> [Work instructions]: Draw out every line with the word "formatdoc" from the listing below.

> [Excerpted data]:
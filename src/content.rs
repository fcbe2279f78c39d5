//! Static text for the About and Help dialogs.
use indoc::{formatdoc, indoc};

use crate::keybindings::KeyBindings;

pub const APP_NAME: &str = "RetroDesk";
pub const APP_VERSION: &str = env!("CARGO_PKG_VERSION");

pub fn about_message(host: &str) -> String {
    formatdoc! {"
        {APP_NAME} v{APP_VERSION}
        A retro desktop for the character terminal.

        Host: {host}
        OS: {os} ({arch})

        Mouse: xterm SGR protocol
        No windowing system required!",
        os = std::env::consts::OS,
        arch = std::env::consts::ARCH,
    }
}

const MOUSE_HELP: &str = indoc! {"
    Mouse Controls:

    Click           - Select/activate
    Drag title      - Move window
    Drag border     - Resize window
    Dbl-click title - Maximize
    Dbl-click icon  - Open
    [─] [□] [×]     - Minimize, maximize, close
    Scroll          - Scroll content"};

/// Key list generated from the live bindings, followed by the mouse help.
pub fn help_message(bindings: &KeyBindings) -> String {
    let mut text = String::from("Keyboard Controls:\n\n");
    for line in bindings.help_lines() {
        text.push_str(&line);
        text.push('\n');
    }
    text.push_str("Arrows   Navigate menus\n\n");
    text.push_str(MOUSE_HELP);
    text
}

> [Result]:
use indoc::{formatdoc, indoc};
    formatdoc! {"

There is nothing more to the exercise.